Yo había visto muchos muertos, pero era la primera vez que uno me dirigía la palabra. La miré sobre el borde azucarado de mi copa vacía, como esperando. No sé bien lo que esperaba. Con los muertos anteriores nunca había tenido necesidad de decir nada. Tampoco sabía si ella quería que yo dijera algo. Uno nunca sabe bien cómo proceder con los muertos. Se sentó a la mesa, ocupando la silla opuesta a la mía, y sin dejar de sostenerme la mirada, hizo un leve movimiento de cabeza hacia la calle. Miré.
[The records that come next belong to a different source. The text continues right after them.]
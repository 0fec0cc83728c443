//! Deterministic 1-D cubic resampling.
//!
//! Cubic convolution with the classic resize kernel (`a = -0.75`) and a
//! replicated border. Sample positions map destination index `i` to source
//! coordinate `(i + 0.5) * len_ratio - 0.5`, so the two grids share their
//! outer edges. The kernel can overshoot near sharp discontinuities; callers
//! that need a bounded range restore it afterwards.

const A: f64 = -0.75;

/// Cubic convolution weight for a sample at distance `t` from the output
/// position. Nonzero on `|t| < 2`; the four taps sum to one.
fn cubic_weight(t: f64) -> f64 {
    let t = t.abs();
    if t < 1.0 {
        ((A + 2.0) * t - (A + 3.0)) * t * t + 1.0
    } else if t < 2.0 {
        ((A * t - 5.0 * A) * t + 8.0 * A) * t - 4.0 * A
    } else {
        0.0
    }
}

/// Resamples `src` to exactly `dst_len` elements.
///
/// Identical inputs always produce identical outputs. A source of the target
/// length is returned unchanged.
pub(crate) fn resample_cubic(src: &[f64], dst_len: usize) -> Vec<f64> {
    debug_assert!(!src.is_empty());
    if src.len() == dst_len {
        return src.to_vec();
    }

    let last = src.len() as i64 - 1;
    let scale = src.len() as f64 / dst_len as f64;
    let mut dst = Vec::with_capacity(dst_len);
    for i in 0..dst_len {
        let center = (i as f64 + 0.5) * scale - 0.5;
        let base = center.floor();
        let frac = center - base;
        let mut acc = 0.0;
        for tap in -1i64..=2 {
            let idx = (base as i64 + tap).clamp(0, last) as usize;
            acc += src[idx] * cubic_weight(tap as f64 - frac);
        }
        dst.push(acc);
    }
    dst
}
El cantante fumaba en la vereda y conversaba con un grupo de amigos, recostado sobre la ventana del bar. Apoyada sobre uno de los parlantes, a la izquierda del improvisado escenario, descansaba su guitarra.
“¿Ese hombre?”, pregunté sin entender y con la oscura sensación de que el tipo de la mesa de al lado nos observaba. (No me pareció raro. Ella era el cadáver más hermoso del mundo. En su lugar, yo también la hubiera mirado). Afuera, el cuerpo de la voz que había escuchado cantar durante la última media hora se quebraba en una carcajada. Decidí que no parecía un asesino.
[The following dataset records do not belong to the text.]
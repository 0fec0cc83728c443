//! Raster segmentation: grayscale image to boundary outlines.
//!
//! Available with the `image-io` feature. The pipeline thresholds the image
//! (binary-inverted, so dark figures on a light background become
//! foreground), opens it morphologically to drop speckle, and traces the
//! outer contours of what remains.

use std::path::Path;

use image::GrayImage;
use imageproc::contours::{find_contours, BorderType};
use imageproc::contrast::{threshold, ThresholdType};
use imageproc::distance_transform::Norm;
use imageproc::morphology::open;

use crate::geometry::{Outline, Point};
use crate::trace::{trace_event, trace_span};
use crate::util::{ShapeMatchError, ShapeMatchResult};

/// Gray levels above this are background.
pub const THRESHOLD_VALUE: u8 = 250;

/// Morphological opening radius, in pixels.
const MORPH_RADIUS: u8 = 3;

/// Loads an image from disk and converts it to grayscale.
pub fn load_gray_image<P: AsRef<Path>>(path: P) -> ShapeMatchResult<GrayImage> {
    let img = image::open(path).map_err(|err| ShapeMatchError::ImageIo {
        reason: err.to_string(),
    })?;
    Ok(img.to_luma8())
}

/// Segments a grayscale image into at most `max_count` outlines.
///
/// Returns the outer boundaries with the most points first, truncated to
/// `max_count`. Outlines keep the traversal order produced by the contour
/// tracer.
pub fn segment(image: &GrayImage, max_count: usize) -> Vec<Outline> {
    let _span = trace_span!("segment", max_count = max_count).entered();

    let binary = threshold(image, THRESHOLD_VALUE, ThresholdType::BinaryInverted);
    let cleaned = open(&binary, Norm::LInf, MORPH_RADIUS);

    let mut outlines: Vec<Outline> = find_contours::<i32>(&cleaned)
        .into_iter()
        .filter(|contour| contour.border_type == BorderType::Outer)
        .map(|contour| {
            contour
                .points
                .into_iter()
                .map(|p| Point::new(p.x, p.y))
                .collect()
        })
        .collect();

    outlines.sort_by(|a, b| b.len().cmp(&a.len()));
    outlines.truncate(max_count);
    trace_event!("segmented", outlines = outlines.len());
    outlines
}

#[cfg(test)]
mod tests {
    use super::segment;
    use image::{GrayImage, Luma};

    fn canvas_with_blocks(blocks: &[(u32, u32, u32)]) -> GrayImage {
        let mut img = GrayImage::from_pixel(120, 120, Luma([255u8]));
        for &(x0, y0, side) in blocks {
            for y in y0..y0 + side {
                for x in x0..x0 + side {
                    img.put_pixel(x, y, Luma([0u8]));
                }
            }
        }
        img
    }

    #[test]
    fn finds_each_dark_block() {
        let img = canvas_with_blocks(&[(10, 10, 30), (70, 60, 20)]);
        let outlines = segment(&img, 10);
        assert_eq!(outlines.len(), 2);
        // Largest boundary first.
        assert!(outlines[0].len() > outlines[1].len());
    }

    #[test]
    fn speckle_is_opened_away() {
        let img = canvas_with_blocks(&[(10, 10, 40), (90, 90, 2)]);
        let outlines = segment(&img, 10);
        assert_eq!(outlines.len(), 1);
    }

    #[test]
    fn truncates_to_requested_count() {
        let img = canvas_with_blocks(&[(5, 5, 30), (60, 5, 24), (5, 60, 18), (60, 60, 12)]);
        let outlines = segment(&img, 2);
        assert_eq!(outlines.len(), 2);
        assert!(outlines[0].len() >= outlines[1].len());
    }
}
Durante los quince minutos del intervalo la escuché contarme su historia. De repente comencé a sentirme más alto, pero en seguida comprendí que no era yo el que crecía, sino ella la que se hundía. A medida que hablaba, el piso parecía ceder bajo su silla, sumergiéndola de un modo inexplicable. Cuando el tipo volvió a agarrar la guitarra, ella se puso de pie y se recostó sobre una de las paredes laterales del bar, tenía la cabeza casi a ras del suelo, pero nadie excepto yo parecía notarlo. Decidí irme, convencido de que al día siguiente la resaca me desentendería del asunto.
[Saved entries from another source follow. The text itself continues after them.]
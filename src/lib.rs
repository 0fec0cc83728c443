//! ShapeMatch identifies 2-D shapes by their boundary signature.
//!
//! Every closed outline is reduced to a fixed-length normalized sequence of
//! centroid-to-boundary distances; an unknown shape is named by a linear
//! nearest-neighbor scan against a corpus of labeled signatures. The corpus
//! persists to a flat comma-delimited file, so a reference set can be rebuilt
//! without the original raster. Raster segmentation is available behind the
//! `image-io` feature.

pub mod corpus;
pub mod descriptor;
pub mod figure;
pub mod geometry;
pub mod matcher;
pub mod provider;
#[cfg(feature = "image-io")]
pub mod segment;
mod trace;
pub mod util;

pub use descriptor::{Signature, SIGNATURE_LEN};
pub use figure::Figure;
pub use geometry::{bounding_box, outline_centroid, BoundingBox, Outline, Point};
pub use matcher::{find_closest, ClosestMatch};
pub use provider::{
    CorpusFigureProvider, FigureProvider, OutlineFigureProvider, ROW_TOLERANCE, SHAPE_CATALOGUE,
};
pub use util::{ShapeMatchError, ShapeMatchResult};
//! Nearest-neighbor search over figure signatures.

use crate::figure::Figure;
use crate::trace::{trace_event, trace_span};
use crate::util::{ShapeMatchError, ShapeMatchResult};

/// Result of a closest-figure search.
#[derive(Clone, Copy, Debug)]
pub struct ClosestMatch<'a> {
    /// The winning candidate.
    pub figure: &'a Figure,
    /// Index of the winner within the candidate slice.
    pub index: usize,
    /// L2 distance between the query and winning signatures.
    pub distance: f64,
}

/// Finds the candidate whose signature is closest to the query's under
/// Euclidean distance.
///
/// Runs a full linear scan, emitting the distance of every candidate through
/// the tracing channel. Strict less-than comparison keeps the first candidate
/// achieving the minimum; later equal-distance candidates do not replace it.
/// Fails with [`ShapeMatchError::EmptyCandidates`] on an empty slice.
pub fn find_closest<'a>(
    query: &Figure,
    candidates: &'a [Figure],
) -> ShapeMatchResult<ClosestMatch<'a>> {
    if candidates.is_empty() {
        return Err(ShapeMatchError::EmptyCandidates);
    }

    let query_signature = query.signature()?;
    let _span = trace_span!("find_closest", candidates = candidates.len()).entered();

    let mut winner: Option<usize> = None;
    let mut best_distance = f64::INFINITY;
    for (index, candidate) in candidates.iter().enumerate() {
        let distance = query_signature.distance(candidate.signature()?);
        trace_event!(
            "candidate_distance",
            index = index,
            label = candidate.label(),
            distance = distance,
        );
        if distance < best_distance {
            best_distance = distance;
            winner = Some(index);
        }
    }

    let index = winner.ok_or(ShapeMatchError::EmptyCandidates)?;
    Ok(ClosestMatch {
        figure: &candidates[index],
        index,
        distance: best_distance,
    })
}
“Esa mujer acaba de matarme”, le susurré al mozo mientras dejaba el billete al lado de la copa. Él me miró con el asombro de quien ha visto muchos borrachos, pero nunca antes uno muerto. Hice un leve movimiento de cabeza hacia la izquierda. La nuca de la muerta descansaba sobre la base del perchero, y sus ojos escuchaban embelesados al cantante.